I'm reading the following input:

0 3
4 6
6 7
3 5
0 7

Each row represents a test case (numbers represent indices).

I have another array of values that match to the indices in the test case.

val widthValues = List(2, 3, 1, 2, 3, 2, 3, 3)  

The desired result is finding the minimum width value from a spliced array based on the index range in the test case.

e.g. test case "0 3" returns 1 as the min of List(2, 3, 1, 2) which is widthValues from index 0 to 3.

I currently have this

    val widthValues = List(2, 3, 1, 2, 3, 2, 3, 3)
    val in = stdin.getLines
    for(testCase <- in) {  
         val case = testCase.split(" ").map(_.toInt).toList 
         println(widthValues.slice(case(0), case(1)).min)
    }

I'd rather abstract the structure a little further though, maybe using tuples? case classes? to represent the range as (i, j). like a list of tuples(i, j)?? I'm not sure.

There's got to be a better way of doing this, and I'm not sure what Scala tricks I need to use here.

Upvotes: 2

Views: 112

Answers (3)

elm
elm

Reputation: 20415

A more scalable approach,

class Interval(a: Int, b: Int) {
  def apply(xs: List[Int]) = xs.slice(a,b)
}

object Interval {
  def apply(s: String) = {
    val Array(a,b) = s.split("\\s+").map(_.toInt)
    new Interval(a,b)
  }
}

Use it as follows,

val intervals = testcases.map(Interval(_))
val allLeast = intervals.map(_(widthValues).min)

Upvotes: 1

Eugene Ryzhikov
Eugene Ryzhikov

Reputation: 17359

Here is a slightly better way

val Array(idx1,idx2) = testCase.split(" ").map(_.toInt) 
println(widthValues.slice(idx1, idx2).min)

This allows you to use meaningful variable names instead of case(0)

If you plan to store those further, I would suggest using case class, such as

case class TestCase( idx1: Int, idx2: Int )

Upvotes: 2

gzm0
gzm0

Reputation: 14842

@eugener has shown you the shortest solution (IMO).
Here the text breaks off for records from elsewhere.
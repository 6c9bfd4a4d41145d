use serde::Serialize;
use std::fmt;
use std::io::Write;
use std::str::FromStr;

use crate::error::{Error, Result};
use crate::stats::{DomainRecord, DomainReport};

#[derive(Debug, Clone, Copy, PartialEq, Eq, Default)]
pub enum OutputFormat {
    #[default]
    Yaml,
    Json,
}

impl OutputFormat {
    pub fn as_str(self) -> &'static str {
        match self {
            OutputFormat::Yaml => "yaml",
            OutputFormat::Json => "json",
        }
    }
}

impl FromStr for OutputFormat {
    type Err = Error;

    fn from_str(s: &str) -> Result<Self> {
        match s {
            "yaml" => Ok(OutputFormat::Yaml),
            "json" => Ok(OutputFormat::Json),
            other => Err(Error::UnsupportedFormat(other.to_string())),
        }
    }
}

impl fmt::Display for OutputFormat {
    fn fmt(&self, f: &mut fmt::Formatter<'_>) -> fmt::Result {
        f.write_str(self.as_str())
    }
}

/// Checks a format tag before any counting work is done.
pub fn is_supported_format(tag: &str) -> bool {
    tag.parse::<OutputFormat>().is_ok()
}

// YAML consumers expect lowercase keys, JSON consumers capitalized ones.
#[derive(Serialize)]
struct YamlDomain<'a> {
    name: &'a str,
    occurences: u64,
}

#[derive(Serialize)]
struct JsonDomain<'a> {
    #[serde(rename = "Name")]
    name: &'a str,
    #[serde(rename = "Occurences")]
    occurences: u64,
}

impl<'a> From<&'a DomainRecord> for YamlDomain<'a> {
    fn from(record: &'a DomainRecord) -> Self {
        Self {
            name: &record.name,
            occurences: record.count,
        }
    }
}

impl<'a> From<&'a DomainRecord> for JsonDomain<'a> {
    fn from(record: &'a DomainRecord) -> Self {
        Self {
            name: &record.name,
            occurences: record.count,
        }
    }
}

impl DomainReport {
    /// Writes the report in the format named by `tag` (`"yaml"` or `"json"`).
    pub fn write_to<W: Write + ?Sized>(&self, sink: &mut W, tag: &str) -> Result<()> {
        let format = tag.parse::<OutputFormat>()?;
        self.write_as(sink, format)
    }

    pub fn write_as<W: Write + ?Sized>(&self, sink: &mut W, format: OutputFormat) -> Result<()> {
        match format {
            OutputFormat::Yaml => self.write_yaml(sink)?,
            OutputFormat::Json => self.write_json(sink)?,
        }
        sink.flush()?;
        Ok(())
    }

    fn write_yaml<W: Write + ?Sized>(&self, sink: &mut W) -> Result<()> {
        let domains: Vec<YamlDomain<'_>> = self.domains.iter().map(YamlDomain::from).collect();
        serde_yaml::to_writer(&mut *sink, &domains)?;
        Ok(())
    }

    fn write_json<W: Write + ?Sized>(&self, sink: &mut W) -> Result<()> {
        let domains: Vec<JsonDomain<'_>> = self.domains.iter().map(JsonDomain::from).collect();
        serde_json::to_writer(&mut *sink, &domains)?;
        writeln!(sink)?;
        Ok(())
    }
}

#[cfg(test)]
mod tests {
    use super::*;

    fn sample() -> DomainReport {
        DomainReport {
            domains: vec![DomainRecord::new("mail.com", 2), DomainRecord::new("gmail.com", 1)],
            ..Default::default()
        }
    }

    fn render(report: &DomainReport, tag: &str) -> Result<String> {
        let mut buf = Vec::new();
        report.write_to(&mut buf, tag)?;
        Ok(String::from_utf8(buf).unwrap())
    }

    #[test]
    fn parses_format_tags() {
        assert_eq!("yaml".parse::<OutputFormat>().unwrap(), OutputFormat::Yaml);
        assert_eq!("json".parse::<OutputFormat>().unwrap(), OutputFormat::Json);
        assert!(is_supported_format("json"));
        assert!(is_supported_format("yaml"));
        assert!(!is_supported_format("csv"));
        assert!(!is_supported_format("YAML"));
    }

    #[test]
    fn writes_json_with_capitalized_keys() {
        let out = render(&sample(), "json").unwrap();
        assert_eq!(
            out,
            "[{\"Name\":\"mail.com\",\"Occurences\":2},{\"Name\":\"gmail.com\",\"Occurences\":1}]\n"
        );
    }

    #[test]
    fn writes_yaml_block_list() {
        let out = render(&sample(), "yaml").unwrap();
        assert_eq!(
            out,
            "- name: mail.com\n  occurences: 2\n- name: gmail.com\n  occurences: 1\n"
        );
    }

    #[test]
    fn empty_report_renders_empty_list() {
        let empty = DomainReport::default();
        assert_eq!(render(&empty, "json").unwrap(), "[]\n");
        assert_eq!(render(&empty, "yaml").unwrap(), "[]\n");
    }

    #[test]
    fn rejects_unknown_format() {
        match render(&sample(), "csv") {
            Err(Error::UnsupportedFormat(tag)) => assert_eq!(tag, "csv"),
            other => panic!("expected UnsupportedFormat, got {:?}", other),
        }
    }

    #[test]
    fn unknown_format_writes_nothing() {
        let mut buf = Vec::new();
        assert!(sample().write_to(&mut buf, "xml").is_err());
        assert!(buf.is_empty());
    }
}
If you would like a solution that abstracts the range more (assuming you work in a larger setting). Consider using Scala's Range class:

val Array(lo, hi) = testCase.split(" ").map(_.toInt)
val range = lo to hi
println(widthValues.slice(range.start, range.end).min) 

Of course, this is only useful if you pass it around. Otherwise just using the indices directly is probably better.